### Description of the task:
The records below need copying. Match each line exactly.

### The input:
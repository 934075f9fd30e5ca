use std::sync::Arc;

use database::SqliteDatabase;
use geocoding::NominatimGeocoder;
use log::{error, info};
use tours::{client::Client, uploads::UploadStore};
use web::{config::Config, start_web_server, WebState};

#[tokio::main]
async fn main() {
    env_logger::init();

    // configuration
    let config = Config::from_env().expect("invalid configuration in env.");
    info!(
        "Using database {}, uploads in {}, geocoder at {}.",
        config.database.url,
        config.upload_dir.display(),
        config.geocoder_url
    );

    // database
    let database = SqliteDatabase::connect(config.database.clone())
        .await
        .expect("could not connect to database.");

    // uploads
    let uploads = UploadStore::new(&config.upload_dir);
    uploads
        .ensure_directory()
        .await
        .expect("could not create upload directory.");

    // geocoding
    let geocoder = NominatimGeocoder::new(&config.geocoder_url, &config.geocoder_user_agent)
        .expect("could not create geocoding client.");

    // web server
    let state = WebState {
        tour_client: Client::new(database, Arc::new(geocoder), uploads),
    };
    if let Err(why) =
        start_web_server(state, config.web_address, config.max_upload_bytes).await
    {
        error!("Web server stopped: {why}");
        std::process::exit(1);
    }
}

### Solution to the exercise:
repository 934075f9fd30e5ca
use std::sync::Arc;

use database::SqliteDatabase;
use geocoding::NominatimGeocoder;
use log::{error, info};
use tours::{client::Client, uploads::UploadStore};
use web::{config::Config, start_web_server, WebState};

#[tokio::main]
async fn main() {
    env_logger::init();

    // configuration
    let config = Config::from_env().expect("invalid configuration in env.");
    info!(
        "Using database {}, uploads in {}, geocoder at {}.",
        config.database.url,
        config.upload_dir.display(),
        config.geocoder_url
    );

    // database
    let database = SqliteDatabase::connect(config.database.clone())
        .await
        .expect("could not connect to database.");

    // uploads
    let uploads = UploadStore::new(&config.upload_dir);
    uploads
        .ensure_directory()
        .await
        .expect("could not create upload directory.");

    // geocoding
    let geocoder = NominatimGeocoder::new(&config.geocoder_url, &config.geocoder_user_agent)
        .expect("could not create geocoding client.");

    // web server
    let state = WebState {
        tour_client: Client::new(database, Arc::new(geocoder), uploads),
    };
    if let Err(why) =
        start_web_server(state, config.web_address, config.max_upload_bytes).await
    {
        error!("Web server stopped: {why}");
        std::process::exit(1);
    }
}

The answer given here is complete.